Foucault speaks about this tendency toward violence in his abridged chapter “the Discourse of Language” and words like “prohibition”, “control” and “discipline” are used with increasing frequency. One can only imagine what words were used in the omitted passages (everywhere there was a “[…]” indicated parts of the lecture we are not privileged enough to hear). There are words one must not say, like yelling fire in a crowded theatre, and as much freedom as we are supposed to share in democratic societies, there is the implicit understanding of what sane people say and do. What mad people say can be ignored, what they do can be controlled through institutions like hospitals or prisons. “Every educational system is a political means of maintaining or of modifying the appropriation of discourse,” (Foucault, 1970, p. 239) and as teachers, it is really up to us to monitor what is happening for the future citizens. My wife, on the other hand, argues that children as young as the ones at her infant-toddler centre are already citizens, and the process of schooling withholds democratic participation, for their own benefit of course. Even for the student teacher Jackie Marsh interviews, there is a sense that the participants are being held back, their version of popular culture in their practica was rife with misunderstanding and possible falsehoods in reporting. As much control is needed at this end of the education system as it does at the beginning. While Marsh centres upon the limited field of experience of students’ popular culture for one or two of the participants, using Bourdieu’s theory as her frame, the suggested better way is to let students decide for themselves what is the best way to interact with literacy. Letting go of tried-and-true standards, like Golding and Shakespeare, may be the only way forward, as long as students are aware that some people at some point in history thought these authors were as exciting as Pokëmon or Minecraft.
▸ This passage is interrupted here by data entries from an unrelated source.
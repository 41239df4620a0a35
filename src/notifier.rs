//! Report delivery by email

use crate::config::SmtpSettings;
use crate::error::{Error, Result};
use lettre::message::{Mailbox, MultiPart};
use lettre::transport::smtp::authentication::Credentials;
use lettre::{AsyncSmtpTransport, AsyncTransport, Message, Tokio1Executor};
use std::future::Future;
use tracing::info;

/// Plain-text part for clients that do not render HTML
const PLAIN_TEXT_FALLBACK: &str = "This report is HTML; open it in an HTML mail client.";

/// Delivers a finished report
pub trait Notifier {
    /// Send an HTML document with the given subject
    fn send(&self, subject: &str, html: &str) -> impl Future<Output = Result<()>> + Send;
}

/// SMTP delivery over a STARTTLS-upgraded, authenticated session
#[derive(Debug, Clone)]
pub struct SmtpNotifier {
    settings: SmtpSettings,
    recipients: Vec<Mailbox>,
}

impl SmtpNotifier {
    /// Create a notifier sending to `recipients`
    pub fn new(settings: SmtpSettings, recipients: Vec<Mailbox>) -> Self {
        Self {
            settings,
            recipients,
        }
    }

    /// Build the report message
    pub fn build_message(&self, subject: &str, html: &str) -> Result<Message> {
        let from = self
            .settings
            .from
            .as_deref()
            .ok_or_else(|| Error::Mail("sender address (EMAIL_ADDRESS) not configured".into()))?
            .parse::<Mailbox>()
            .map_err(|e| Error::InvalidAddress(e.to_string()))?;

        let mut builder = Message::builder().from(from).subject(subject);
        for recipient in &self.recipients {
            builder = builder.to(recipient.clone());
        }

        builder
            .multipart(MultiPart::alternative_plain_html(
                format!("{}\n\n{}", subject, PLAIN_TEXT_FALLBACK),
                html.to_string(),
            ))
            .map_err(|e| Error::Mail(e.to_string()))
    }

    fn transport(&self) -> Result<AsyncSmtpTransport<Tokio1Executor>> {
        let missing = |name: &str| Error::Mail(format!("{} not configured", name));
        let server = self.settings.server.as_deref().ok_or_else(|| missing("SMTP_SERVER"))?;
        let user = self.settings.user.clone().ok_or_else(|| missing("SMTP_USER"))?;
        let password = self
            .settings
            .password
            .clone()
            .ok_or_else(|| missing("SMTP_PASSWORD"))?;

        let transport = AsyncSmtpTransport::<Tokio1Executor>::starttls_relay(server)
            .map_err(|e| Error::Mail(e.to_string()))?
            .port(self.settings.port)
            .credentials(Credentials::new(user, password))
            .build();
        Ok(transport)
    }
}

impl Notifier for SmtpNotifier {
    async fn send(&self, subject: &str, html: &str) -> Result<()> {
        let message = self.build_message(subject, html)?;
        let transport = self.transport()?;
        transport
            .send(message)
            .await
            .map_err(|e| Error::Mail(e.to_string()))?;
        info!("Email sent successfully");
        Ok(())
    }
}
//! Run configuration
//!
//! Every setting comes from the environment (the monitor runs unattended as
//! a scheduled job). The same settings are accepted as long flags for local
//! runs.

use crate::error::{Error, Result};
use crate::inspector::Site;
use crate::output::OutputFormat;
use chrono_tz::Tz;
use clap::Parser;
use lettre::message::Mailbox;
use std::path::PathBuf;
use std::time::Duration;
use tracing::warn;

/// Default SMTP submission port (STARTTLS)
const DEFAULT_SMTP_PORT: u16 = 587;

/// Default pause between sites, in seconds
const DEFAULT_DELAY_SECS: u64 = 5;

/// Scheduled WordPress monitor - emails an HTML report of versions, SSL, malware, performance and uptime
#[derive(Parser, Debug, Default)]
#[command(name = "wp-monitor")]
#[command(version, about, long_about = None)]
pub struct Args {
    /// Comma-separated list of sites to check
    #[arg(long, env = "URLS")]
    pub urls: Option<String>,

    /// Comma-separated list of report recipients
    #[arg(long, env = "TO_EMAIL")]
    pub to_email: Option<String>,

    /// Shared secret sent to the sites' version-info.php
    #[arg(long, env = "GH_TOKEN", hide_env_values = true)]
    pub site_token: Option<String>,

    /// Envato API personal token
    #[arg(long, env = "ENVATO_API_KEY", hide_env_values = true)]
    pub envato_api_key: Option<String>,

    /// Google Safe Browsing API key
    #[arg(long, env = "SAFE_BROWSING_API_KEY", hide_env_values = true)]
    pub safe_browsing_api_key: Option<String>,

    /// Google PageSpeed Insights API key
    #[arg(long, env = "PAGE_SPEED_API_KEY", hide_env_values = true)]
    pub page_speed_api_key: Option<String>,

    /// SMTP server host
    #[arg(long, env = "SMTP_SERVER")]
    pub smtp_server: Option<String>,

    /// SMTP server port [default: 587]
    #[arg(long, env = "SMTP_PORT")]
    pub smtp_port: Option<String>,

    /// SMTP username
    #[arg(long, env = "SMTP_USER")]
    pub smtp_user: Option<String>,

    /// SMTP password
    #[arg(long, env = "SMTP_PASSWORD", hide_env_values = true)]
    pub smtp_password: Option<String>,

    /// Sender address of the report
    #[arg(long, env = "EMAIL_ADDRESS")]
    pub email_address: Option<String>,

    /// IANA timezone used for report timestamps
    #[arg(long, env = "REPORT_TIMEZONE", default_value = "Europe/Warsaw")]
    pub timezone: String,

    /// Pause between sites, in seconds [default: 5]
    #[arg(long, env = "CHECK_DELAY_SECS")]
    pub delay_secs: Option<String>,

    /// Console summary format (human, json, none)
    #[arg(long, env = "OUTPUT_FORMAT", default_value = "human")]
    pub output_format: String,

    /// Also write the HTML report to this file
    #[arg(long, env = "REPORT_FILE")]
    pub report_file: Option<PathBuf>,
}

/// SMTP transport settings
///
/// All optional: a missing value only fails the final delivery.
#[derive(Debug, Clone, Default)]
pub struct SmtpSettings {
    /// Server host
    pub server: Option<String>,
    /// Server port
    pub port: u16,
    /// Login username
    pub user: Option<String>,
    /// Login password
    pub password: Option<String>,
    /// Sender address
    pub from: Option<String>,
}

/// Validated configuration for a run
#[derive(Debug, Clone)]
pub struct Config {
    /// Sites to check, in order
    pub sites: Vec<Site>,
    /// Report recipients
    pub recipients: Vec<Mailbox>,
    /// Site auth header value
    pub site_token: Option<String>,
    /// Envato bearer token
    pub envato_token: Option<String>,
    /// Safe Browsing API key
    pub safe_browsing_key: Option<String>,
    /// PageSpeed API key
    pub pagespeed_key: Option<String>,
    /// Mail transport
    pub smtp: SmtpSettings,
    /// Reporting timezone
    pub timezone: Tz,
    /// Pause between sites
    pub delay: Duration,
    /// Console summary format
    pub output_format: OutputFormat,
    /// Optional copy of the HTML report on disk
    pub report_file: Option<PathBuf>,
}

/// Treat unset and empty values alike (CI secrets expand to "")
fn non_empty(value: Option<String>) -> Option<String> {
    value
        .map(|v| v.trim().to_string())
        .filter(|v| !v.is_empty())
}

/// Split a comma-separated list, rejecting empty entries
fn split_list(value: &str, setting: &'static str) -> Result<Vec<String>> {
    let items: Vec<String> = value.split(',').map(|s| s.trim().to_string()).collect();
    if items.iter().any(|s| s.is_empty()) {
        return Err(Error::MissingSetting(setting));
    }
    Ok(items)
}

/// Parse an optional numeric setting; blank falls back to `default`
fn number_or<T: std::str::FromStr>(
    value: Option<String>,
    setting: &'static str,
    default: T,
) -> Result<T> {
    match non_empty(value) {
        Some(v) => v.parse().map_err(|_| Error::InvalidNumber(setting, v)),
        None => Ok(default),
    }
}

/// SMTP port; an unparsable value falls back to the default with a warning
fn smtp_port(value: Option<String>) -> u16 {
    number_or(value, "SMTP_PORT", DEFAULT_SMTP_PORT).unwrap_or_else(|e| {
        warn!("{}, using {}", e, DEFAULT_SMTP_PORT);
        DEFAULT_SMTP_PORT
    })
}

impl Config {
    /// Validate parsed arguments into a run configuration
    pub fn from_args(args: Args) -> Result<Self> {
        let urls = non_empty(args.urls).ok_or(Error::MissingSetting("URLS"))?;
        let sites = split_list(&urls, "URLS")?
            .iter()
            .map(|url| Site::parse(url))
            .collect::<Result<Vec<_>>>()?;

        let to_email = non_empty(args.to_email).ok_or(Error::MissingSetting("TO_EMAIL"))?;
        let recipients = split_list(&to_email, "TO_EMAIL")?
            .into_iter()
            .map(|addr| {
                addr.parse::<Mailbox>()
                    .map_err(|e| Error::InvalidAddress(format!("{}: {}", addr, e)))
            })
            .collect::<Result<Vec<_>>>()?;

        let timezone = args
            .timezone
            .parse::<Tz>()
            .map_err(|_| Error::InvalidTimezone(args.timezone.clone()))?;

        Ok(Self {
            sites,
            recipients,
            site_token: non_empty(args.site_token),
            envato_token: non_empty(args.envato_api_key),
            safe_browsing_key: non_empty(args.safe_browsing_api_key),
            pagespeed_key: non_empty(args.page_speed_api_key),
            smtp: SmtpSettings {
                server: non_empty(args.smtp_server),
                port: smtp_port(args.smtp_port),
                user: non_empty(args.smtp_user),
                password: non_empty(args.smtp_password),
                from: non_empty(args.email_address),
            },
            timezone,
            delay: Duration::from_secs(number_or(
                args.delay_secs,
                "CHECK_DELAY_SECS",
                DEFAULT_DELAY_SECS,
            )?),
            output_format: args.output_format.parse()?,
            report_file: args.report_file,
        })
    }
}
//! WP Monitor CLI - Check WordPress sites and email the report

use clap::Parser;
use std::process::ExitCode;
use tracing::{error, info};
use tracing_subscriber::EnvFilter;

use wp_monitor::{Args, Config, Endpoints, Monitor, SmtpNotifier, output_results};

#[tokio::main]
async fn main() -> ExitCode {
    let filter = EnvFilter::try_from_default_env().unwrap_or_else(|_| EnvFilter::new("info"));
    tracing_subscriber::fmt().with_env_filter(filter).init();

    let args = Args::parse();

    match run(args).await {
        Ok(_) => ExitCode::SUCCESS,
        Err(e) => {
            error!("{}", e);
            eprintln!("Error: {}", e);
            ExitCode::FAILURE
        }
    }
}

async fn run(args: Args) -> wp_monitor::Result<()> {
    let config = Config::from_args(args)?;
    info!("Checking {} site(s)", config.sites.len());

    let monitor = Monitor::new(&config, Endpoints::default())?;
    let notifier = SmtpNotifier::new(config.smtp.clone(), config.recipients.clone());
    let summary = monitor.run(&notifier).await;

    if let Some(path) = &config.report_file {
        // The run already did its work; a failed copy is not fatal
        match std::fs::write(path, &summary.report) {
            Ok(()) => info!("Report written to {}", path.display()),
            Err(e) => error!("Failed to write report to {}: {}", path.display(), e),
        }
    }

    let stdout = std::io::stdout();
    let mut writer = stdout.lock();
    output_results(&summary.results, config.output_format, &mut writer)?;

    Ok(())
}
“You mess with the bull, you get the horns”
Principal Vernon from The Breakfast Club (1985)

Lastly, Bourdieu (1982), in his own words, sees that intimidation “can only be exerted on a person predisposed (in his habitus) to feel it” (p. 471) which sounds like a tough-love approach to moderating the psychological scars we inflict upon each other with our choices of words. Blaming the victim, or just simply pointing out that some people have the ability, thanks to various forms of capital, to absorb or ignore? As the majority of scholars seem to be increasingly French, I am reminded of a silly yet politically-charged moment in cultural history, not too long ago, when “freedom fries” were items to be found on American menus. Despite centuries of ideological sharing between France and the United States (the Statue of Liberty being an iconic symbol of the pact between the two nations), one political act of violence turned brother against frère. What would Bourdieu made of this Jimmy Fallon and Tina Fey’s Weekend Update?

Reference

Bourdieu, J. (1982). “The production and reproduction of legitimate language”. In Routledge Reader (reference needed). 467-477.

One Comment

  1. For all the random thoughts running through my head while reading this week, none of them seemed to help me during class discussion. As Theresa point out, I was a bit quiet the other day. While I look forward to participating more with classmates presentation and small-group discussion, at least there is an absence of violence in not speaking (or can it be construed as being too aloof and excluding?). I look forward to adding another French theorist to the roster as I prepare to write a book review on Deleuzean literacy.